Dear Ida,
Today, Mrs Atherton — that is, Thelma, Hildy's mother — made good on her promise to take me to the studio to begin my education on the construction of a picture.
Ever since we spoke at her party a few weeks back, I have paid extra special attention whenever I watch a movie, and I already feel much more knowledgeable than before. You see, when a clipper like Mrs Atherton has done a good job, one barely notices the “cut” from shot to shot. That, she told me, is the magic.
"The director thinks all the power is his or hers," she explained. "For they envision the picture and create the shots that will bring their vision to life. But I can take the footage they filmed and turn a comedy into a tragedy just like that-" She clicked her fingers. "Or vice versa."

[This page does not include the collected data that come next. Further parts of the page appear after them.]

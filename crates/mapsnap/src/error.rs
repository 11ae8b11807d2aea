#[derive(Debug, thiserror::Error)]
pub enum MapSnapError {
    #[error("Invalid snapshot configuration: {0}")]
    Configuration(String),
    #[error("Failed to load signing key: {0}")]
    KeyLoad(String),
    #[error("Failed to serialize snapshot parameters: {0}")]
    Serialization(String),
    #[error("Failed to sign snapshot request: {0}")]
    Signing(String),
}

impl From<serde_json::Error> for MapSnapError {
    fn from(error: serde_json::Error) -> Self {
        Self::Serialization(error.to_string())
    }
}

pub type Result<T> = std::result::Result<T, MapSnapError>;
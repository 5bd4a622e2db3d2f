// SPDX-License-Identifier: AGPL-3.0-or-later
//
// Copyright (C) 2026 Relational Network

use std::sync::Arc;

use tokio::sync::RwLock;

use crate::auth::{
    password::{hash_password, PasswordError},
    AuthGateway, PathPolicy, StorePrincipalResolver, TokenCodec, UserAuthority,
};
use crate::config::{AppConfig, SeedAdmin};
use crate::models::{User, UserFields};
use crate::store::InMemoryStore;

#[derive(Clone)]
pub struct AppState {
    pub store: Arc<RwLock<InMemoryStore>>,
    pub tokens: Arc<TokenCodec>,
    pub gateway: Arc<AuthGateway>,
}

impl AppState {
    pub fn new(store: InMemoryStore, tokens: TokenCodec, policy: PathPolicy) -> Self {
        let store = Arc::new(RwLock::new(store));
        let tokens = Arc::new(tokens);
        let resolver = Arc::new(StorePrincipalResolver::new(store.clone()));
        let gateway = Arc::new(AuthGateway::new(policy, tokens.clone(), resolver));
        Self {
            store,
            tokens,
            gateway,
        }
    }

    pub fn from_config(config: &AppConfig) -> Self {
        Self::new(
            InMemoryStore::new(),
            TokenCodec::new(&config.jwt_secret),
            PathPolicy::new(config.excluded_paths.iter().cloned()),
        )
    }

    /// Create the bootstrap administrator unless the email is already registered.
    pub async fn seed_admin(&self, seed: &SeedAdmin) -> Result<Option<User>, PasswordError> {
        let mut store = self.store.write().await;
        if store.user_by_email(&seed.email).is_some() {
            return Ok(None);
        }

        let password_hash = hash_password(&seed.password)?;
        let fields = UserFields {
            name: "Admin".to_string(),
            surname: "Admin".to_string(),
            email: seed.email.clone(),
            password: seed.password.clone(),
            phone_number: String::new(),
        };
        Ok(store
            .insert_user(fields, password_hash, [UserAuthority::Admin, UserAuthority::User])
            .ok())
    }
}
// SPDX-License-Identifier: AGPL-3.0-or-later
//
// Copyright (C) 2026 Relational Network

//! Raw credential extraction from request headers.
//!
//! ## Precedence
//!
//! 1. `Authorization` header. When present it is the only source consulted:
//!    a `Bearer ` prefix yields the remainder (even if empty), anything else
//!    yields no credential.
//! 2. Otherwise the `auth` cookie, if any.

use axum::http::{
    header::{AUTHORIZATION, COOKIE},
    HeaderMap,
};

/// Name of the cookie carrying the raw token.
pub const AUTH_COOKIE_NAME: &str = "auth";

/// Literal prefix of a bearer `Authorization` header.
pub const BEARER_PREFIX: &str = "Bearer ";

/// Where a credential was found.
#[derive(Debug, Clone, Copy, PartialEq, Eq)]
pub enum CredentialSource {
    BearerHeader,
    Cookie,
}

impl CredentialSource {
    pub fn as_str(&self) -> &'static str {
        match self {
            CredentialSource::BearerHeader => "bearer",
            CredentialSource::Cookie => "cookie",
        }
    }
}

/// Candidate token, not yet validated.
#[derive(Clone, PartialEq, Eq)]
pub struct Credential {
    pub token: String,
    pub source: CredentialSource,
}

impl std::fmt::Debug for Credential {
    fn fmt(&self, f: &mut std::fmt::Formatter<'_>) -> std::fmt::Result {
        f.debug_struct("Credential")
            .field("token", &"<redacted>")
            .field("source", &self.source)
            .finish()
    }
}

/// Pull a candidate token out of the request headers.
pub fn extract_credential(headers: &HeaderMap) -> Option<Credential> {
    if let Some(header) = headers.get(AUTHORIZATION) {
        return header
            .to_str()
            .ok()
            .and_then(|value| value.strip_prefix(BEARER_PREFIX))
            .map(|token| Credential {
                token: token.to_string(),
                source: CredentialSource::BearerHeader,
            });
    }

    cookie_value(headers, AUTH_COOKIE_NAME).map(|token| Credential {
        token,
        source: CredentialSource::Cookie,
    })
}

/// First value of the named cookie across all `Cookie` headers.
pub fn cookie_value(headers: &HeaderMap, name: &str) -> Option<String> {
    headers
        .get_all(COOKIE)
        .iter()
        .filter_map(|value| value.to_str().ok())
        .flat_map(|value| value.split(';'))
        .filter_map(|pair| pair.trim().split_once('='))
        .find(|(key, _)| key.trim() == name)
        .map(|(_, value)| value.trim().to_string())
}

Mrs Atherton is employed by one of the newer studios, Players Incorporated. Though they haven’t released a picture yet, you may have heard of them on account of the furore that their establishment caused. You see, Players Incorporated is the second studio to be run entirely by artists.
Three years ago, Mary Pickford, Douglas Fairbanks, Charles Chaplin and DW Griffith launched their United Artists. Despite the four of them together earning millions of dollars at the box office, even they couldn’t get the money men to approve the budgets or contracts they required — and so they decided to go it alone.
“We think that this step is positively and absolutely necessary to protect the great motion picture public from threatening combinations and trusts that would force upon them mediocre productions and machine-made entertainment.”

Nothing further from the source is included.